## Activity:
The line containing "pub fn today()" marks the end: restate word for word every line from the first line of the entries below through that one.

## Supplied records:

use chrono::Utc;
use sqlx::SqlitePool;
use tracing::info;

use super::models::{CreateEventRequest, Event, UpdateEventRequest};
use super::validators::EventValidator;
use crate::common::{clean_optional, generate_id, now_rfc3339, ApiError, EntityPrefix, Validator};

const EVENT_COLUMNS: &str = "id, title, description, event_date, start_time, end_time, location, \
     image_url, album_id, video_id, is_active, display_order, created_at, updated_at";

/// Today's date as stored in `event_date`
pub fn today() -> String {
    Utc::now().date_naive().format("%Y-%m-%d").to_string()
}

fn patch(current: Option<String>, update: Option<String>) -> Option<String> {
    match update {
        Some(value) => clean_optional(Some(value)),
        None => current,
    }
}

pub struct EventService {
    db: SqlitePool,
}

impl EventService {
    pub fn new(db: SqlitePool) -> Self {
        Self { db }
    }

    /// Active events, soonest first. `from_date` drops events before it.
    pub async fn list_active(&self, from_date: Option<&str>) -> Result<Vec<Event>, ApiError> {
        let events = sqlx::query_as::<_, Event>(&format!(
            r#"
            SELECT {} FROM events
            WHERE is_active = 1 AND (? IS NULL OR event_date >= ?)
            ORDER BY event_date ASC, start_time ASC, display_order ASC
            "#,
            EVENT_COLUMNS
        ))
        .bind(from_date)
        .bind(from_date)
        .fetch_all(&self.db)
        .await?;

        Ok(events)
    }

    /// Every event, latest date first
    pub async fn list_all(&self) -> Result<Vec<Event>, ApiError> {
        let events = sqlx::query_as::<_, Event>(&format!(
            "SELECT {} FROM events ORDER BY event_date DESC, created_at DESC",
            EVENT_COLUMNS
        ))
        .fetch_all(&self.db)
        .await?;

        Ok(events)
    }

    pub async fn get_event(&self, id: &str) -> Result<Event, ApiError> {
        sqlx::query_as::<_, Event>(&format!("SELECT {} FROM events WHERE id = ?", EVENT_COLUMNS))
            .bind(id)
            .fetch_optional(&self.db)
            .await?
            .ok_or_else(|| ApiError::NotFound("Event not found".to_string()))
    }

    pub async fn create_event(&self, request: CreateEventRequest) -> Result<Event, ApiError> {
        EventValidator.validate(&request).into_result()?;

        let id = generate_id(EntityPrefix::Event);
        let now = now_rfc3339();

        sqlx::query(
            r#"
            INSERT INTO events (
                id, title, description, event_date, start_time, end_time, location,
                image_url, album_id, video_id, is_active, display_order, created_at, updated_at
            )
            VALUES (?, ?, ?, ?, ?, ?, ?, ?, ?, ?, ?, ?, ?, ?)
            "#,
        )
        .bind(&id)
        .bind(request.title.trim())
        .bind(clean_optional(request.description))
        .bind(&request.event_date)
        .bind(clean_optional(request.start_time))
        .bind(clean_optional(request.end_time))
        .bind(clean_optional(request.location))
        .bind(clean_optional(request.image_url))
        .bind(clean_optional(request.album_id))
        .bind(clean_optional(request.video_id))
        .bind(request.is_active)
        .bind(request.display_order)
        .bind(&now)
        .bind(&now)
        .execute(&self.db)
        .await?;

        info!(event_id = %id, "Created event");
        self.get_event(&id).await
    }

    pub async fn update_event(&self, id: &str, request: UpdateEventRequest) -> Result<Event, ApiError> {
        let existing = self.get_event(id).await?;

        let merged = CreateEventRequest {
            title: request.title.unwrap_or(existing.title),
            description: patch(existing.description, request.description),
            event_date: request.event_date.unwrap_or(existing.event_date),
            start_time: patch(existing.start_time, request.start_time),
            end_time: patch(existing.end_time, request.end_time),
            location: patch(existing.location, request.location),
            image_url: patch(existing.image_url, request.image_url),
            album_id: patch(existing.album_id, request.album_id),
            video_id: patch(existing.video_id, request.video_id),
            is_active: request.is_active.unwrap_or(existing.is_active),
            display_order: request.display_order.unwrap_or(existing.display_order),
        };
        EventValidator.validate(&merged).into_result()?;

        sqlx::query(
            r#"
            UPDATE events
            SET title = ?, description = ?, event_date = ?, start_time = ?, end_time = ?,
                location = ?, image_url = ?, album_id = ?, video_id = ?, is_active = ?,
                display_order = ?, updated_at = ?
            WHERE id = ?
            "#,
        )
        .bind(merged.title.trim())
        .bind(&merged.description)
        .bind(&merged.event_date)
        .bind(&merged.start_time)
        .bind(&merged.end_time)
        .bind(&merged.location)
        .bind(&merged.image_url)
        .bind(&merged.album_id)
        .bind(&merged.video_id)
        .bind(merged.is_active)
        .bind(merged.display_order)
        .bind(now_rfc3339())
        .bind(id)
        .execute(&self.db)
        .await?;

        info!(event_id = %id, "Updated event");
        self.get_event(id).await
    }

    pub async fn delete_event(&self, id: &str) -> Result<(), ApiError> {
        let result = sqlx::query("DELETE FROM events WHERE id = ?")
            .bind(id)
            .execute(&self.db)
            .await?;

        if result.rows_affected() == 0 {
            return Err(ApiError::NotFound("Event not found".to_string()));
        }

        info!(event_id = %id, "Deleted event");
        Ok(())
    }
}
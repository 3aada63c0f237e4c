//! Google sign-in: ID token verification and the redirect (authorization code) flow

use chrono::Utc;
use reqwest::Client;
use serde::Deserialize;
use tracing::{debug, error, warn};

use super::models::{FederatedProfile, GOOGLE_PROVIDER};
use crate::common::{normalize_email, ApiError};
use crate::common::config::GoogleOAuthConfig;

const TOKENINFO_URL: &str = "https://oauth2.googleapis.com/tokeninfo";
const TOKEN_URL: &str = "https://oauth2.googleapis.com/token";
const AUTHORIZE_URL: &str = "https://accounts.google.com/o/oauth2/v2/auth";

#[derive(Debug, Deserialize)]
struct TokenExchangeResponse {
    id_token: Option<String>,
}

/// Builds the URL the browser is redirected to when sign-in starts
pub fn authorization_url(config: &GoogleOAuthConfig, state: &str) -> String {
    format!(
        "{}?client_id={}&redirect_uri={}&response_type=code&scope={}&state={}&prompt=select_account",
        AUTHORIZE_URL,
        urlencoding::encode(&config.client_id),
        urlencoding::encode(&config.redirect_uri),
        urlencoding::encode("openid email profile"),
        urlencoding::encode(state),
    )
}

/// Exchanges the authorization code from the callback for an ID token
pub async fn exchange_code(
    http: &Client,
    config: &GoogleOAuthConfig,
    code: &str,
) -> Result<String, ApiError> {
    let client_secret = config.client_secret.as_deref().ok_or_else(|| {
        ApiError::InternalServer("Google client secret is not configured".to_string())
    })?;

    let params = [
        ("code", code),
        ("client_id", config.client_id.as_str()),
        ("client_secret", client_secret),
        ("redirect_uri", config.redirect_uri.as_str()),
        ("grant_type", "authorization_code"),
    ];

    let response = http.post(TOKEN_URL).form(&params).send().await.map_err(|e| {
        error!(error = %e, endpoint = TOKEN_URL, "HTTP error contacting Google token endpoint");
        ApiError::InternalServer("google sign-in service unavailable".to_string())
    })?;

    if !response.status().is_success() {
        warn!(http_status = %response.status(), "Google rejected the authorization code");
        return Err(ApiError::Unauthorized(
            "Google sign-in was not completed".to_string(),
        ));
    }

    let body: TokenExchangeResponse = response.json().await.map_err(|e| {
        error!(error = %e, "Malformed response from Google token endpoint");
        ApiError::InternalServer("google sign-in service returned an invalid response".to_string())
    })?;

    body.id_token
        .ok_or_else(|| ApiError::Unauthorized("Google did not return an ID token".to_string()))
}

/// Verifies an ID token with Google's tokeninfo endpoint
pub async fn verify_id_token(
    http: &Client,
    expected_client_id: Option<&str>,
    id_token: &str,
) -> Result<FederatedProfile, ApiError> {
    debug!("Initiating Google token validation with tokeninfo endpoint");

    let response = http
        .get(TOKENINFO_URL)
        .query(&[("id_token", id_token)])
        .send()
        .await
        .map_err(|e| {
            error!(error = %e, endpoint = TOKENINFO_URL, "HTTP error contacting Google tokeninfo endpoint");
            ApiError::InternalServer("google token validation service unavailable".to_string())
        })?;

    let status = response.status();
    if !status.is_success() {
        warn!(http_status = %status, "Google tokeninfo rejected the ID token");
        return Err(match status.as_u16() {
            400 => ApiError::BadRequest("invalid or malformed id_token".to_string()),
            _ => ApiError::Unauthorized("expired or invalid id_token".to_string()),
        });
    }

    let body: serde_json::Value = response.json().await.map_err(|e| {
        error!(error = %e, "Failed to parse Google tokeninfo JSON response");
        ApiError::BadRequest("malformed id_token".to_string())
    })?;

    profile_from_tokeninfo(&body, expected_client_id, Utc::now().timestamp())
}

/// Validates the tokeninfo claims and extracts the profile
pub(crate) fn profile_from_tokeninfo(
    body: &serde_json::Value,
    expected_client_id: Option<&str>,
    now: i64,
) -> Result<FederatedProfile, ApiError> {
    let text = |key: &str| body.get(key).and_then(|v| v.as_str()).map(str::to_string);

    let (email, sub) = match (text("email"), text("sub")) {
        (Some(email), Some(sub)) => (email, sub),
        (email, sub) => {
            warn!(
                has_email = email.is_some(),
                has_sub = sub.is_some(),
                "Google token missing required fields (email/sub)"
            );
            return Err(ApiError::BadRequest("token missing required fields".to_string()));
        }
    };

    // tokeninfo returns claims as strings
    let email_verified = body
        .get("email_verified")
        .map(|v| v.as_bool().unwrap_or_else(|| v.as_str() == Some("true")))
        .unwrap_or(false);
    if !email_verified {
        warn!("Google token contains unverified email address");
        return Err(ApiError::Unauthorized("email address is not verified".to_string()));
    }

    let exp = body
        .get("exp")
        .and_then(|v| v.as_i64().or_else(|| v.as_str().and_then(|s| s.parse().ok())));
    if let Some(exp) = exp {
        if exp < now {
            warn!(token_exp = exp, current_time = now, "Google token has expired");
            return Err(ApiError::Unauthorized("token has expired".to_string()));
        }
    }

    if let Some(client_id) = expected_client_id {
        if text("aud").as_deref() != Some(client_id) {
            warn!(expected_client_id = %client_id, "Google token audience validation failed");
            return Err(ApiError::Unauthorized("token audience mismatch".to_string()));
        }
    }

    Ok(FederatedProfile {
        provider: GOOGLE_PROVIDER,
        provider_id: sub,
        email: normalize_email(&email),
        display_name: text("name"),
        photo_url: text("picture"),
    })
}
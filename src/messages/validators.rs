use super::models::SubmitMessageRequest;
use crate::common::{ValidationResult, Validator};

pub struct ContactMessageValidator;

impl Validator<SubmitMessageRequest> for ContactMessageValidator {
    fn validate(&self, data: &SubmitMessageRequest) -> ValidationResult {
        let mut result = ValidationResult::new();

        result.require_text("name", &data.name, 100);
        result.email("email", &data.email);
        result.limit_text("phone", data.phone.as_deref(), 30);
        result.require_text("subject", &data.subject, 200);
        result.require_text("message", &data.message, 5000);

        result
    }
}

## Finished exercise:
use chrono::Utc;
use sqlx::SqlitePool;
use tracing::info;

use super::models::{CreateEventRequest, Event, UpdateEventRequest};
use super::validators::EventValidator;
use crate::common::{clean_optional, generate_id, now_rfc3339, ApiError, EntityPrefix, Validator};

const EVENT_COLUMNS: &str = "id, title, description, event_date, start_time, end_time, location, \
     image_url, album_id, video_id, is_active, display_order, created_at, updated_at";

/// Today's date as stored in `event_date`
pub fn today() -> String {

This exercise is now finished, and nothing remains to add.